Direct action and divestment: Mac’s investment in Enbridge sparks frustration


Hundreds gather outside the Minnesota governor’s residence to protest the Minnesota Pollution Control Agency’s approval of water crossing permits for the Line 3 project. Photo by Kori Suzuki ’21.

Estelle Timar-Wilcox and Lily Denehy

For the past six years, Macalester has been invested in Enbridge, the company currently constructing the Line 3 pipeline through Indigenous land in violation of treaty rights in northern Minnesota. 

Former leaders of the student divestment organization Fossil Free Mac found this information while researching Macalester’s investments in December 2020. 

Macalester students, staff and faculty alike have dedicated years to the ongoing movement to stop Line 3. Since Enbridge began construction on the pipeline in November 2020, several students have been arrested for physically blocking construction at the pipeline site in northern Minnesota.

The news of Macalester’s long-standing investment in Enbridge has sparked anger — but not surprise — among Macalester community members protesting the pipeline.
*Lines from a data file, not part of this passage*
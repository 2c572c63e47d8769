//! parley-chat – Nachrichten-Relay und Beziehungen
//!
//! Dieses Crate implementiert die Domain-Logik hinter den Chat-Ereignissen:
//! - ChatService: Nachricht senden (mit Zustellplan je Mitglied), Zuhoeren
//!   aktivieren, Pruefungen fuer das Weiterleiten von Schluessel-Ereignissen
//! - BeziehungService: Freundschaftsanfragen, Antworten, Gruppen
//!
//! Die Dienste fuehren selbst keine Netzwerk-I/O aus. Sie liefern, wer was
//! bekommen soll; das Verteilen uebernimmt `parley-signaling`.
//!
//! # Beispiel
//!
//! ```no_run
//! use std::sync::Arc;
//! use parley_chat::{BeziehungService, ChatService};
//! use parley_db::SqliteDb;
//!
//! # async fn beispiel() -> Result<(), Box<dyn std::error::Error>> {
//! let db = Arc::new(SqliteDb::in_memory().await?);
//! let chat = ChatService::neu(db.clone());
//! let beziehungen = BeziehungService::neu(db);
//! # Ok(())
//! # }
//! ```

pub mod beziehungen;
pub mod error;
pub mod service;
pub mod types;


// Bequeme Re-Exporte
pub use beziehungen::BeziehungService;
pub use error::{ChatError, ChatResult};
pub use service::{ChatService, MAX_INHALT_BYTES};
pub use types::{
    Antwort, Benutzer, ChatNachricht, Einladung, Empfaenger, KonversationInfo, NeueGruppe,
    Versand, Zustellung,
};
//! End-to-End: Server ueber TCP, zwei bzw. drei echte Client-Sitzungen
//!
//! Laeuft vollstaendig in einer `LocalSet`, der Server nutzt eine
//! In-Memory-Datenbank.

use std::sync::Arc;
use std::time::Duration;

use parley_auth::AuthService;
use parley_client::{ClientError, ClientSession, Inhalt, ServerVerbindung};
use parley_crypto::SchluesselStatus;
use parley_db::SqliteDb;
use parley_protocol::{ErrorCode, ServerEvent};
use parley_server::{config::ServerConfig, Server};
use tokio::sync::watch;
use tokio::task::LocalSet;

const WARTEZEIT: Duration = Duration::from_secs(5);

struct Umgebung {
    addr: std::net::SocketAddr,
    auth: AuthService<SqliteDb>,
    _shutdown: watch::Sender<bool>,
}

impl Umgebung {
    async fn starten() -> Self {
        let server = Server::neu(ServerConfig::default());
        let db = Arc::new(SqliteDb::in_memory().await.unwrap());
        let signaling = server
            .signaling_binden(Arc::clone(&db), "127.0.0.1:0".parse().unwrap())
            .await
            .unwrap();
        let addr = signaling.local_addr().unwrap();

        let (shutdown_tx, shutdown_rx) = watch::channel(false);
        tokio::task::spawn_local(signaling.accept_loop(shutdown_rx));

        Self {
            addr,
            auth: AuthService::neu(db),
            _shutdown: shutdown_tx,
        }
    }

    async fn teilnehmer(&self, name: &str) -> Teilnehmer {
        let (_, token) = self.auth.benutzer_anlegen(name).await.unwrap();
        let mut verbindung = ServerVerbindung::verbinden(self.addr).await.unwrap();
        let info = verbindung.authentifizieren(&token).await.unwrap();
        Teilnehmer {
            verbindung,
            sitzung: ClientSession::neu(info.user_id, info.username),
        }
    }
}

struct Teilnehmer {
    verbindung: ServerVerbindung,
    sitzung: ClientSession,
}

impl Teilnehmer {
    /// Empfaengt ein Ereignis, verarbeitet es und sendet die Reaktionen
    async fn schritt(&mut self) -> ServerEvent {
        let nachricht = tokio::time::timeout(WARTEZEIT, self.verbindung.empfangen())
            .await
            .expect("Timeout beim Warten auf ein Ereignis")
            .unwrap();
        let event = nachricht.event.clone();
        let antworten = self.sitzung.ereignis_verarbeiten(nachricht.event);
        self.verbindung.alle_senden(antworten).await.unwrap();
        event
    }
}

#[tokio::test]
async fn freundschaft_handshake_und_verschluesselte_nachricht() {
    LocalSet::new()
        .run_until(async {
            let umgebung = Umgebung::starten().await;
            let mut alice = umgebung.teilnehmer("alice").await;
            let mut bob = umgebung.teilnehmer("bob").await;

            let einladung = alice.sitzung.freund_einladen(bob.sitzung.user_id());
            alice.verbindung.senden(einladung).await.unwrap();

            assert!(matches!(bob.schritt().await, ServerEvent::FriendRequest(_)));
            let anfrage_id = bob.sitzung.einladungen()[0].id;
            let antwort = bob.sitzung.einladung_beantworten(anfrage_id, true).unwrap();
            bob.verbindung.senden(antwort).await.unwrap();

            // bob wird Admin: Schluessel erzeugen und zuhoeren
            let conv = match bob.schritt().await {
                ServerEvent::NewConversation(neu) => neu.conversation_id,
                andere => panic!("new_conversation erwartet, war {andere:?}"),
            };
            assert_eq!(bob.sitzung.schluessel_status(conv), SchluesselStatus::HatSchluessel);

            // alice: NO_KEY -> AWAITING_KEY
            assert_eq!(alice.sitzung.schluessel_status(conv), SchluesselStatus::KeinSchluessel);
            assert!(matches!(alice.schritt().await, ServerEvent::ResponseFRequest(_)));
            assert_eq!(
                alice.sitzung.schluessel_status(conv),
                SchluesselStatus::WarteAufSchluessel
            );

            assert!(matches!(bob.schritt().await, ServerEvent::KeyRequest(_)));

            // AWAITING_KEY -> HAS_KEY
            assert!(matches!(alice.schritt().await, ServerEvent::KeyResponse(_)));
            assert_eq!(alice.sitzung.schluessel_status(conv), SchluesselStatus::HatSchluessel);
            assert_eq!(
                alice.sitzung.engine().schluessel(conv).unwrap().as_bytes(),
                bob.sitzung.engine().schluessel(conv).unwrap().as_bytes()
            );

            let oeffnen = alice.sitzung.konversation_oeffnen(conv);
            assert_eq!(oeffnen.len(), 1, "mit Schluessel nur join_conversation");
            alice.verbindung.alle_senden(oeffnen).await.unwrap();

            let nachricht = alice.sitzung.nachricht_senden(conv, "Hallo Bob").unwrap();
            alice.verbindung.senden(nachricht).await.unwrap();

            // Der Server sieht nur Chiffrat
            match bob.schritt().await {
                ServerEvent::NewMessage(m) => assert_ne!(m.content, "Hallo Bob"),
                andere => panic!("new_message erwartet, war {andere:?}"),
            }
            let eintraege = bob.sitzung.log().eintraege(conv);
            assert_eq!(eintraege.len(), 1);
            assert_eq!(eintraege[0].inhalt, Inhalt::Klartext("Hallo Bob".into()));
            assert_eq!(eintraege[0].author, "alice");

            // Der Autor hoert selbst zu und bekommt die Nachricht ebenfalls
            assert!(matches!(alice.schritt().await, ServerEvent::NewMessage(_)));
            assert_eq!(
                alice.sitzung.log().eintraege(conv)[0].inhalt,
                Inhalt::Klartext("Hallo Bob".into())
            );
        })
        .await;
}

#[tokio::test]
async fn gruppe_verteilt_denselben_schluessel() {
    LocalSet::new()
        .run_until(async {
            let umgebung = Umgebung::starten().await;
            let mut alice = umgebung.teilnehmer("alice").await;
            let mut bob = umgebung.teilnehmer("bob").await;
            let mut carol = umgebung.teilnehmer("carol").await;

            let gruppe = alice.sitzung.gruppe_erstellen(
                "Projekt",
                vec![bob.sitzung.user_id(), carol.sitzung.user_id()],
            );
            alice.verbindung.senden(gruppe).await.unwrap();

            let conv = match alice.schritt().await {
                ServerEvent::NewConversation(neu) => neu.conversation_id,
                andere => panic!("new_conversation erwartet, war {andere:?}"),
            };

            for mitglied in [&mut bob, &mut carol] {
                assert!(matches!(mitglied.schritt().await, ServerEvent::CreateGroupNotify(_)));
                assert_eq!(mitglied.sitzung.log().titel(conv), Some("Projekt"));
            }

            // Zwei Anfragen beim Admin, beide beantwortet
            for _ in 0..2 {
                assert!(matches!(alice.schritt().await, ServerEvent::KeyRequest(_)));
            }

            let admin_schluessel = alice.sitzung.engine().schluessel(conv).unwrap().as_bytes().to_vec();
            for mitglied in [&mut bob, &mut carol] {
                assert!(matches!(mitglied.schritt().await, ServerEvent::KeyResponse(_)));
                assert_eq!(
                    mitglied.sitzung.engine().schluessel(conv).unwrap().as_bytes(),
                    admin_schluessel.as_slice()
                );
            }
        })
        .await;
}

#[tokio::test]
async fn falsches_token_wird_abgewiesen() {
    LocalSet::new()
        .run_until(async {
            let umgebung = Umgebung::starten().await;
            let mut verbindung = ServerVerbindung::verbinden(umgebung.addr).await.unwrap();

            match verbindung.authentifizieren("gibt-es-nicht").await {
                Err(ClientError::Server { code, .. }) => assert_eq!(code, ErrorCode::Unauthorized),
                andere => panic!("Unauthorized erwartet, war {andere:?}"),
            }
        })
        .await;
}
//! Fehlertypen fuer das Chat-Crate

use thiserror::Error;

/// Chat-Fehlertypen
#[derive(Debug, Error)]
pub enum ChatError {
    #[error("Konversation nicht gefunden: {0}")]
    KonversationNichtGefunden(String),

    #[error("Benutzer nicht gefunden: {0}")]
    BenutzerNichtGefunden(String),

    #[error("Freundschaftsanfrage nicht gefunden: {0}")]
    AnfrageNichtGefunden(String),

    #[error("Keine Berechtigung: {0}")]
    KeineBerechtigung(String),

    #[error("Anfrage bereits beantwortet: {0}")]
    BereitsBeantwortet(String),

    #[error("Ungueltige Eingabe: {0}")]
    UngueltigeEingabe(String),

    #[error("Datenbank-Fehler: {0}")]
    DatenbankFehler(#[from] parley_db::DbError),
}

impl ChatError {
    /// `true` fuer alle "nicht gefunden"-Varianten
    pub fn ist_nicht_gefunden(&self) -> bool {
        matches!(
            self,
            Self::KonversationNichtGefunden(_)
                | Self::BenutzerNichtGefunden(_)
                | Self::AnfrageNichtGefunden(_)
                | Self::DatenbankFehler(parley_db::DbError::NichtGefunden(_))
        )
    }
}

pub type ChatResult<T> = Result<T, ChatError>;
While protests escalate on the front lines and in the courts, some students are rekindling the push at Macalester to divest from fossil fuels, and from Enbridge in particular.

Students learn of Mac’s Enbridge investment 

Macalester has been invested in Enbridge Energy Partners, a security of Enbridge, since at least fiscal year 2014. The Enbridge Energy Partners investment is a type of publicly-traded partnership.

These investments are listed on a publicly-accessible tax form known as the 990T. Nonprofit organizations like Macalester are required to file a 990T every year listing “unrelated” business income, including gains and losses from privately traded and public limited partnerships, according to Chief Investment Officer Gary Martin. 

Students came across Macalester’s most recent 990T in December 2020 while researching the school’s fossil fuel investments. Sasha Lewis-Norelle ’21, a former student leader of Fossil Free Mac and an organizer with the Sunrise Movement, shared this information on Twitter.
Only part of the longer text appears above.